5.1. Acknowledgment of notices of claims. -- Every insurer, upon
receiving notification of a claim shall, within fifteen (15) working days,
acknowledge the receipt of such notice unless payment is made within such
period of time. If an acknowledgment is made by means other than writing,
an appropriate notation of such acknowledgment shall be made in the claim
file of the insurer and dated. Notification given to an agent of an insurer
shall be notification to the insurer.
5.2. Answer of inquiries from insurance department. -- Every insurer, upon
receipt of any inquiry from the Insurance Department respecting a claim
shall, within fifteen (15) working days of receipt of such inquiry, furnish
the department with a response to the inquiry.
5.3. Replies to other pertinent communications. -- A reply shall be made
within fifteen (15) working days to all other pertinent communications from
a claimant which reasonably suggest that a response is expected.

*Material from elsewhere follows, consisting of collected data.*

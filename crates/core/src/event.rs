//! Stack events and the append-only event log
//!
//! Every lifecycle transition of a stack, or of a resource inside it, is
//! recorded as a [`StackEvent`]. Events are immutable once appended and the
//! log is never reordered or pruned: insertion order is chronological order.

use crate::status::StackStatus;
use crate::types::{EventId, StackId};
use chrono::{DateTime, Utc};
use serde::{Deserialize, Serialize};

/// Resource type recorded on events that describe the stack itself.
pub const STACK_RESOURCE_TYPE: &str = "AWS::CloudFormation::Stack";

/// Reason recorded on the `*_IN_PROGRESS` event of a caller-driven transition.
pub const USER_INITIATED: &str = "User Initiated";

/// An event in a stack's log
#[derive(Debug, Clone, PartialEq, Serialize, Deserialize)]
pub struct StackEvent {
    /// Owning stack
    pub stack_id: StackId,
    /// Owning stack's name
    pub stack_name: String,
    /// Logical id of the subject (the stack name for stack-scoped events)
    pub logical_resource_id: String,
    /// Physical id of the subject (the stack id for stack-scoped events)
    pub physical_resource_id: String,
    /// Type of the subject, [`STACK_RESOURCE_TYPE`] for the stack itself
    pub resource_type: String,
    /// Status entered by this transition
    pub status: StackStatus,
    /// Optional human-readable reason
    pub status_reason: Option<String>,
    /// Optional resource properties snapshot
    pub resource_properties: Option<serde_json::Value>,
    /// When the event was appended
    pub timestamp: DateTime<Utc>,
    /// Unique event id
    pub event_id: EventId,
}

impl StackEvent {
    /// Check if this event describes the stack rather than one of its resources
    pub fn is_stack_event(&self) -> bool {
        self.resource_type == STACK_RESOURCE_TYPE
    }
}

/// Subject and status of an event that has not been appended yet.
///
/// The log fills in stack identity, timestamp and event id on append.
#[derive(Debug, Clone)]
pub struct EventDraft {
    /// Logical id of the subject
    pub logical_resource_id: String,
    /// Physical id of the subject
    pub physical_resource_id: String,
    /// Type of the subject
    pub resource_type: String,
    /// Status entered
    pub status: StackStatus,
    /// Optional reason
    pub status_reason: Option<String>,
    /// Optional properties snapshot
    pub resource_properties: Option<serde_json::Value>,
}

/// Append-only, chronologically ordered event sequence for one stack
#[derive(Debug, Clone, Default, Serialize, Deserialize)]
pub struct EventLog {
    events: Vec<StackEvent>,
}

impl EventLog {
    /// Create an empty log
    pub fn new() -> Self {
        Self { events: Vec::new() }
    }

    /// Append an event for `stack_id`/`stack_name`.
    ///
    /// Timestamps are clamped so they never go backwards within the log,
    /// even if the wall clock does.
    pub fn append(&mut self, stack_id: &StackId, stack_name: &str, draft: EventDraft) -> &StackEvent {
        let now = Utc::now();
        let timestamp = match self.events.last() {
            Some(last) if last.timestamp > now => last.timestamp,
            _ => now,
        };
        self.events.push(StackEvent {
            stack_id: stack_id.clone(),
            stack_name: stack_name.to_string(),
            logical_resource_id: draft.logical_resource_id,
            physical_resource_id: draft.physical_resource_id,
            resource_type: draft.resource_type,
            status: draft.status,
            status_reason: draft.status_reason,
            resource_properties: draft.resource_properties,
            timestamp,
            event_id: EventId::new(),
        });
        &self.events[self.events.len() - 1]
    }

    /// Most recent event
    pub fn last(&self) -> Option<&StackEvent> {
        self.events.last()
    }

    /// All events, oldest first
    pub fn as_slice(&self) -> &[StackEvent] {
        &self.events
    }

    /// Iterate events, oldest first
    pub fn iter(&self) -> std::slice::Iter<'_, StackEvent> {
        self.events.iter()
    }

    /// Number of events
    pub fn len(&self) -> usize {
        self.events.len()
    }

    /// Check if empty
    pub fn is_empty(&self) -> bool {
        self.events.is_empty()
    }
}

impl<'a> IntoIterator for &'a EventLog {
    type Item = &'a StackEvent;
    type IntoIter = std::slice::Iter<'a, StackEvent>;

    fn into_iter(self) -> Self::IntoIter {
        self.events.iter()
    }
}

5.4. Provisions of assistance to first party claimants. -- Every insurer,
upon receiving notification of a claim, shall promptly provide necessary
claim forms, instructions, and reasonable assistance so that first party
claimants can comply with the policy conditions and the insurer's
reasonable requirements. Compliance with this paragraph within fifteen (15)
working days of notification of a claim shall constitute compliance with
Subsection 5.1 of this section.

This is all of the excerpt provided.